▶ [HOW TO COMPLETE THIS TASK]:
Check each line of the data below for the string "JsonRejection", then report how many lines have it and nothing else.

--- RECORDS SUPPLIED Enclosed Below ---

use axum::{
    Json,
    extract::rejection::{JsonRejection, QueryRejection},
    http::StatusCode,
    response::{IntoResponse, Response},
};
use thiserror::Error;

use magus_types::api::ErrorResponse;

/// Every failure a handler can report. The display string is what the
/// client sees in `{"error": ...}`, so it must never carry secrets.
#[derive(Debug, Error)]
pub enum ApiError {
    #[error("{0}")]
    BadRequest(String),

    #[error("Unauthorized")]
    Unauthorized,

    #[error("Invalid email or password")]
    InvalidCredentials,

    #[error("{0}")]
    NotFound(String),

    #[error("{0}")]
    Conflict(String),

    #[error("{0}")]
    Upstream(String),

    #[error("{0}")]
    Internal(String),
}

impl ApiError {
    pub fn status(&self) -> StatusCode {
        match self {
            Self::BadRequest(_) => StatusCode::BAD_REQUEST,
            Self::Unauthorized | Self::InvalidCredentials => StatusCode::UNAUTHORIZED,
            Self::NotFound(_) => StatusCode::NOT_FOUND,
            Self::Conflict(_) => StatusCode::CONFLICT,
            Self::Upstream(_) => StatusCode::BAD_GATEWAY,
            Self::Internal(_) => StatusCode::INTERNAL_SERVER_ERROR,
        }
    }
}

impl IntoResponse for ApiError {
    fn into_response(self) -> Response {
        let status = self.status();
        (status, Json(ErrorResponse { error: self.to_string() })).into_response()
    }
}

impl From<JsonRejection> for ApiError {
    fn from(rejection: JsonRejection) -> Self {
        Self::BadRequest(rejection.body_text())
    }
}

impl From<QueryRejection> for ApiError {
    fn from(rejection: QueryRejection) -> Self {
        Self::BadRequest(rejection.body_text())
    }
}

#[cfg(test)]
mod tests {
    use super::*;

    #[test]
    fn statuses() {
        assert_eq!(ApiError::Unauthorized.status(), StatusCode::UNAUTHORIZED);
        assert_eq!(ApiError::InvalidCredentials.status(), StatusCode::UNAUTHORIZED);
        assert_eq!(ApiError::Conflict("x".into()).status(), StatusCode::CONFLICT);
        assert_eq!(ApiError::Upstream("x".into()).status(), StatusCode::BAD_GATEWAY);
    }

    #[test]
    fn message_is_the_client_facing_error() {
        assert_eq!(ApiError::InvalidCredentials.to_string(), "Invalid email or password");
        assert_eq!(ApiError::BadRequest("Email is required".into()).to_string(), "Email is required");
    }
}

--- End of Enclosed RECORDS SUPPLIED ---

▶ [COMPLETED TASK]:
3